Perhaps most importantly, there is learning to let go. We should all learn from our mistakes, but many grad students (myself included) don’t let go things that are unnecessarily draining to our soul. Failed experiments, a snappy response to a colleague under a moment of stress, poorly communicated criticism from others, our own negative feelings of inferiority, the list can go on and on. Spending time and energy dwelling on worries from the past and for the future can impede our scholastic endeavors, not to mention ruin our overall quality of life. If we can learn to let even just some of these things go, we’d be making space for other opportunities and able to better perform those other tasks by being more at peace with ourselves.
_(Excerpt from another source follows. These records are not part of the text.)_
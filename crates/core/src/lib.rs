//! # Whiskers Core
//!
//! The "Brain" of Whiskers - a cat catalog browser. Contains the catalog
//! client, the favourite toggle protocol, the carousel state machine and
//! the request instrumentation wrapped around every network call.
//!
//! ## Architecture
//!
//! - `api/` - Transport, instrumentation, catalog client and wire models
//! - `carousel/` - Item factory and carousel controller
//! - `favourites` - Read-then-write favourite toggling
//! - `ui/` - The surface handle: breed select, info panel, busy indicator
//! - `browser` - View updates driven by user actions
//! - `config` - Catalog connection settings
//!
//! ## Usage
//!
//! ```rust,ignore
//! use whiskers_core::{Browser, WhiskersConfig};
//!
//! let config = WhiskersConfig::load()?;
//! let browser = Browser::connect(&config, vec![])?;
//! browser.initial_load().await?;
//! println!("{}", browser.surface().info().render_text());
//! ```

pub mod api;
pub mod browser;
pub mod carousel;
pub mod config;
pub mod favourites;
pub mod ui;

pub use browser::{Browser, BrowserError, ViewOutcome};
pub use config::WhiskersConfig;
pub use favourites::{FavouriteService, ToggleAction, ToggleOutcome};
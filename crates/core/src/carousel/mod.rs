//! # Carousel
//!
//! The ordered, replaceable set of currently displayed image items.

pub mod controller;
pub mod item;

pub use controller::{Carousel, CarouselPhase, CarouselState};
pub use item::{breed_alt, create_item, CarouselItem, InvalidItem, FAVOURITE_ALT};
My practice in mindful meditation not only let me recognize and appreciate the resilience of trees, but to realize how important it is for graduate students to be resilient, too. I like to think I’ve always been a resilient person, but after 100+ days of mindfulness, my resilience has transformed like a caterpillar into a butterfly. I used to manage difficult things in life by putting my head down and distracting myself with either work or something else, living life in blissful ignorance. It wasn’t until work (i.e. grad school) became one of my toughest experiences that I realized how unhealthy my coping mechanism was. It was then that I began practicing mindful meditation. Mindfulness has given me the courage to keep my chin up and face difficult things head-on, and has taught me kindness and acceptance as means to handle those difficult things. My resilience has now become more grounded, deeper and stronger. I hope you can all develop your own reliable resilience to help you thrive in graduate school. Thanks for stopping by this week’s Mindful Path to PhD!

Dealing with deadlines

Happy (almost) Halloween, everyone! This week I want to chat about a truly chilling and spooky topic, deadlines. When it comes to deadlines, are you like the stressed out, frightening pumpkin on the left (pictured above) or the happy, light hearted pumpkin to the right? For me, I have always been the stressed out, scary person when facing deadlines. However, mindfulness has been helping me stay like the happy pumpkin even in the face of deadlines.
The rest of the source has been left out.